O ferrorama inacabado faz par com um dos piores índices de ensino público do país, este condição para aquele. As barracas da orla que mimetizam o que seria uma favela linear, a área do antigo aeroclube, os passeios de 1,20m de largura na área da Av. Tancredo Neves, o anseio por demolir a Fonte Nova, a espera indefinida por um telhado das baianas de Amaralina, um subúrbio de imagens menos atrativas do que aquelas exibidas na TV quando de algum ataque terrotista em Bagdá, o fim do calçamento de pedras portuguesas no Porto da Barra. Tudo pode parecer um luxo frente às chacinas, mas não é. É programático.

Hoje fui informado que as árvores da Barra, não só as pedras portuguesas, estão sendo sacrificadas em nome do novo calçamento. Poderiam aproveitar e exterminar os meninos de rua do bairro, e reinstalar as passarelas para caminhantes em salto alto no Pelourinho, seria um pacote de medidas de sentido reconhecível, possível de ser bastante ampliado. Para a Barra, poderiam instalar ainda elevadores para a faixa de praia, esta poderia vir a ser azulejada, junto com a faixa de alvenaria da base dos fortes, e dessalinizadores de ar poderiam proteger os automóveis de quem por ali passa. Tudo leva a crer que o futuro da Barra está esboçado no Largo Dois de Julho.

No Rio de Janeiro não há nem nunca houve barracas de praia, nem ninguém pensaria em destruir o calçadão em pedras portuguesas de Copacabana, nem as famosas ondas, nem o trabalho de Burle Marx.

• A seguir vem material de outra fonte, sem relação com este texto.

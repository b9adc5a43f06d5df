use anyhow::{Context, Result};

use crate::insight_api::DEFAULT_API_BASE;

const DEFAULT_MAX_UPLOAD_MB: usize = 25;

/// Client configuration loaded from environment variables.
/// Every value has a default so the client starts against a local backend.
#[derive(Debug, Clone)]
pub struct Config {
    pub api_base: String,
    pub port: u16,
    pub rust_log: String,
    /// Request body cap for `/upload`, well above typical resume PDFs.
    pub max_upload_bytes: usize,
}

impl Config {
    pub fn from_env() -> Result<Self> {
        dotenvy::dotenv().ok(); // load .env if present; ignore if missing

        let api_base =
            std::env::var("INSIGHT_API_BASE").unwrap_or_else(|_| DEFAULT_API_BASE.to_string());

        Ok(Config {
            api_base: normalize_base(&api_base)?,
            port: std::env::var("PORT")
                .unwrap_or_else(|_| "3000".to_string())
                .parse::<u16>()
                .context("PORT must be a valid port number")?,
            rust_log: std::env::var("RUST_LOG").unwrap_or_else(|_| "info".to_string()),
            max_upload_bytes: std::env::var("MAX_UPLOAD_MB")
                .unwrap_or_else(|_| DEFAULT_MAX_UPLOAD_MB.to_string())
                .parse::<usize>()
                .context("MAX_UPLOAD_MB must be a whole number of megabytes")?
                * 1024
                * 1024,
        })
    }
}

/// Trims whitespace and trailing slashes so endpoint paths can be appended directly.
fn normalize_base(raw: &str) -> Result<String> {
    let base = raw.trim().trim_end_matches('/');
    if !(base.starts_with("http://") || base.starts_with("https://")) {
        anyhow::bail!("INSIGHT_API_BASE must be an http(s) URL, got '{raw}'");
    }
    Ok(base.to_string())
}
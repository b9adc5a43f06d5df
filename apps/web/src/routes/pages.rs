//! Browser-facing handlers. Each action updates the view state, starts its
//! backend call in the background and redirects back to the page at once.
//! The page keeps polling until the call lands.

use axum::{
    extract::{multipart::MultipartError, Multipart, Path, State},
    http::StatusCode,
    response::{Html, Redirect},
    Form,
};
use serde::Deserialize;

use crate::client::Tab;
use crate::errors::AppError;
use crate::insight_api::UploadFile;
use crate::state::AppState;

#[derive(Debug, Deserialize)]
pub struct ViewForm {
    pub id: String,
}

/// GET /
pub async fn handle_index(State(state): State<AppState>) -> Html<String> {
    Html(state.client.render_page().await)
}

/// POST /tabs/:tab
pub async fn handle_select_tab(
    State(state): State<AppState>,
    Path(tab): Path<String>,
) -> Result<Redirect, AppError> {
    let tab: Tab = tab.parse().map_err(AppError::NotFound)?;
    let _refresh = state.client.select_tab(tab).await;
    Ok(Redirect::to("/"))
}

/// POST /upload
///
/// An unreadable form body is rendered as an upload error like any other.
pub async fn handle_upload(State(state): State<AppState>, multipart: Multipart) -> Redirect {
    match read_upload(multipart).await {
        Ok(file) => {
            let _upload = state.client.submit(file).await;
        }
        Err(e) if e.status() == StatusCode::PAYLOAD_TOO_LARGE => {
            state
                .client
                .reject_upload("File exceeds the upload size limit")
                .await
        }
        Err(e) => state.client.reject_upload(&e.body_text()).await,
    }
    Redirect::to("/")
}

/// Reads the `file` field. A form submitted with no file selected carries an
/// empty filename and body, which is treated as no file at all.
async fn read_upload(mut multipart: Multipart) -> Result<Option<UploadFile>, MultipartError> {
    while let Some(field) = multipart.next_field().await? {
        if field.name() != Some("file") {
            continue;
        }
        let filename = field.file_name().unwrap_or_default().to_string();
        let content_type = field.content_type().map(str::to_string);
        let bytes = field.bytes().await?;

        if filename.is_empty() {
            return Ok(None);
        }
        return Ok(Some(UploadFile {
            filename,
            content_type,
            bytes,
        }));
    }
    Ok(None)
}

/// POST /history/refresh
pub async fn handle_refresh_history(State(state): State<AppState>) -> Redirect {
    let _refresh = state.client.load_history().await;
    Redirect::to("/")
}

/// POST /history/view
pub async fn handle_view(State(state): State<AppState>, Form(form): Form<ViewForm>) -> Redirect {
    let _lookup = state.client.view(&form.id).await;
    Redirect::to("/")
}
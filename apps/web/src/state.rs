use crate::client::InsightClient;
use crate::config::Config;

/// Shared application state injected into all route handlers via Axum extractors.
#[derive(Clone)]
pub struct AppState {
    pub client: InsightClient,
    /// Backend address for `/health` and the upload body cap for the router.
    pub config: Config,
}
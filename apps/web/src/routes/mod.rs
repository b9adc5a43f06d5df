pub mod health;
pub mod pages;

use axum::{
    extract::DefaultBodyLimit,
    routing::{get, post},
    Router,
};

use crate::state::AppState;

pub fn build_router(state: AppState) -> Router {
    let upload_limit = DefaultBodyLimit::max(state.config.max_upload_bytes);

    Router::new()
        .route("/", get(pages::handle_index))
        .route("/health", get(health::health_handler))
        .route("/tabs/:tab", post(pages::handle_select_tab))
        .route("/upload", post(pages::handle_upload).layer(upload_limit))
        .route("/history/refresh", post(pages::handle_refresh_history))
        .route("/history/view", post(pages::handle_view))
        .with_state(state)
}
use axum::{extract::State, Json};
use serde_json::{json, Value};

use crate::state::AppState;

/// GET /health
/// Returns a simple status object with service version and backend address.
pub async fn health_handler(State(state): State<AppState>) -> Json<Value> {
    Json(json!({
        "status": "ok",
        "version": env!("CARGO_PKG_VERSION"),
        "service": "insight-web",
        "api_base": state.config.api_base,
    }))
}
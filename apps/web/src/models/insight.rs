use serde::{Deserialize, Deserializer, Serialize};

/// One processed document as returned by the insight backend.
#[derive(Debug, Clone, PartialEq, Serialize, Deserialize)]
pub struct Insight {
    #[serde(deserialize_with = "opaque_id")]
    pub id: String,
    pub filename: String,
    pub uploaded_at: String,
    pub summary_type: String,
    pub summary: String,
    #[serde(default, deserialize_with = "null_as_default")]
    pub top_words: Vec<TopWord>,
    #[serde(default, deserialize_with = "null_as_default")]
    pub text_excerpt: String,
}

/// A `[word, count]` pair. Order within `top_words` is the backend's ranking.
#[derive(Debug, Clone, PartialEq, Eq, Serialize, Deserialize)]
pub struct TopWord(pub String, pub u64);

/// The subset of an insight shown as a history row.
#[derive(Debug, Clone, PartialEq, Serialize, Deserialize)]
pub struct InsightSummary {
    #[serde(deserialize_with = "opaque_id")]
    pub id: String,
    pub filename: String,
    pub uploaded_at: String,
    pub summary_type: String,
}

/// Body of `GET /insights`.
#[derive(Debug, Clone, Default, Serialize, Deserialize)]
pub struct InsightList {
    #[serde(default, deserialize_with = "null_as_default")]
    pub items: Vec<InsightSummary>,
}

/// Error body of a non-2xx backend response. `detail` is only honoured when it is a string.
#[derive(Debug, Deserialize)]
pub struct ErrorBody {
    #[serde(default)]
    pub detail: Option<serde_json::Value>,
}

impl ErrorBody {
    pub fn message(&self) -> Option<&str> {
        self.detail
            .as_ref()
            .and_then(|d| d.as_str())
            .filter(|d| !d.is_empty())
    }
}

fn null_as_default<'de, D, T>(deserializer: D) -> Result<T, D::Error>
where
    D: Deserializer<'de>,
    T: Default + Deserialize<'de>,
{
    Ok(Option::<T>::deserialize(deserializer)?.unwrap_or_default())
}

/// Identifiers are opaque: accept strings or bare numbers and keep the text form.
fn opaque_id<'de, D>(deserializer: D) -> Result<String, D::Error>
where
    D: Deserializer<'de>,
{
    #[derive(Deserialize)]
    #[serde(untagged)]
    enum RawId {
        Text(String),
        Number(serde_json::Number),
    }

    Ok(match RawId::deserialize(deserializer)? {
        RawId::Text(s) => s,
        RawId::Number(n) => n.to_string(),
    })
}
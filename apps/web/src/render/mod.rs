//! HTML rendering for the insight client.
//!
//! Every value that came from the backend or the user goes through
//! `escape_html` before it is interpolated into markup.

use chrono::{DateTime, NaiveDateTime, Utc};

use crate::models::insight::{Insight, InsightSummary, TopWord};

pub mod page;

pub use page::render_page;

pub const UPLOADING_PLACEHOLDER: &str = "<p>Uploading and processing...</p>";
pub const LOADING_PLACEHOLDER: &str = "<p>Loading...</p>";
pub const NO_HISTORY: &str = "<p>No history yet.</p>";

const ERROR_COLOR: &str = "#f87171";
const EMPTY_TOP_WORDS: &str = "—";
const TIMESTAMP_FORMAT: &str = "%-m/%-d/%Y, %-I:%M:%S %p";

/// Escapes `& < > " '` for safe use in element content and quoted attributes.
pub fn escape_html(raw: &str) -> String {
    let mut out = String::with_capacity(raw.len());
    for c in raw.chars() {
        match c {
            '&' => out.push_str("&amp;"),
            '<' => out.push_str("&lt;"),
            '>' => out.push_str("&gt;"),
            '"' => out.push_str("&quot;"),
            '\'' => out.push_str("&#39;"),
            _ => out.push(c),
        }
    }
    out
}

/// Formats a backend timestamp as `M/D/YYYY, h:mm:ss AM` in UTC.
/// Timestamps without an offset are taken as UTC; anything unparseable is shown as-is.
pub fn format_timestamp(raw: &str) -> String {
    let parsed = DateTime::parse_from_rfc3339(raw)
        .map(|dt| dt.with_timezone(&Utc))
        .or_else(|_| {
            NaiveDateTime::parse_from_str(raw, "%Y-%m-%dT%H:%M:%S%.f").map(|dt| dt.and_utc())
        });

    match parsed {
        Ok(dt) => dt.format(TIMESTAMP_FORMAT).to_string(),
        Err(_) => raw.to_string(),
    }
}

/// `word (count)` pairs joined by `, `, or an em-dash when there are none.
pub fn render_top_words(words: &[TopWord]) -> String {
    if words.is_empty() {
        return EMPTY_TOP_WORDS.to_string();
    }
    words
        .iter()
        .map(|TopWord(word, count)| format!("{} ({count})", escape_html(word)))
        .collect::<Vec<_>>()
        .join(", ")
}

/// Full insight card shown in the upload panel, used for fresh uploads and history views alike.
pub fn render_insight(insight: &Insight) -> String {
    format!(
        r#"
    <h3>{filename}</h3>
    <p class="small">Uploaded: {uploaded}</p>
    <p><b>Type:</b> {summary_type}</p>
    <div class="card"><b>Summary</b><div class="code">{summary}</div></div>
    <p><b>Top words:</b> {top_words}</p>
    <details>
      <summary>Text excerpt</summary>
      <div class="code">{excerpt}</div>
    </details>
  "#,
        filename = escape_html(&insight.filename),
        uploaded = escape_html(&format_timestamp(&insight.uploaded_at)),
        summary_type = escape_html(&insight.summary_type.to_uppercase()),
        summary = escape_html(&insight.summary),
        top_words = render_top_words(&insight.top_words),
        excerpt = escape_html(&insight.text_excerpt),
    )
}

pub fn render_history_item(item: &InsightSummary) -> String {
    format!(
        r#"
    <div class="item">
      <div><b>{filename}</b></div>
      <div class="small">{uploaded} • {summary_type}</div>
      <form method="post" action="/history/view">
        <input type="hidden" name="id" value="{id}">
        <button class="view-btn" type="submit">View</button>
      </form>
    </div>
  "#,
        filename = escape_html(&item.filename),
        uploaded = escape_html(&format_timestamp(&item.uploaded_at)),
        summary_type = escape_html(&item.summary_type.to_uppercase()),
        id = escape_html(&item.id),
    )
}

/// One row per item in the order given, or the empty-history message.
pub fn render_history(items: &[InsightSummary]) -> String {
    if items.is_empty() {
        return NO_HISTORY.to_string();
    }
    items.iter().map(render_history_item).collect()
}

/// Inline error line, e.g. `Error: bad format`.
pub fn render_error(prefix: &str, message: &str) -> String {
    format!(
        r#"<p style="color:{ERROR_COLOR}">{}: {}</p>"#,
        escape_html(prefix),
        escape_html(message)
    )
}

E o Metrô vai do subúrbio a Copacabana.

Copacabana

E há dez anos atrás, quando Lisboa criou um bairro para a Expo, não deve ter havido dúvidas quanto ao material a ser usado para as grandes e generosas áreas destinadas aos pedestres: pedras portuguesas. Elas estão lá, em ótimo estado, sem oferecer barreiras a qualquer tipo de usuário. Como em toda a cidade.

Lisboa

Mas estas são referências muito distantes, já há muito voluntariamente perdidas. As atuais de Salvador parecem se limitar ao que há de ruim em outras cidades, seja Rio de Janeiro ou Feira de Santana. Entramos no novo tempo, aquele onde favela é solução urbanística e o cinismo e a indiferença apenas vão contabilizando o número de mortos em estatísticas, permitidas ou não.

Logo não haverá árvores em Salvador, algo que acontecerá mesmo antes do grande dilúvio redentor, aquele causado pela calota polar derretida e que afogará os arranha-céus da orla que já começaram a aparecer. Há esperança.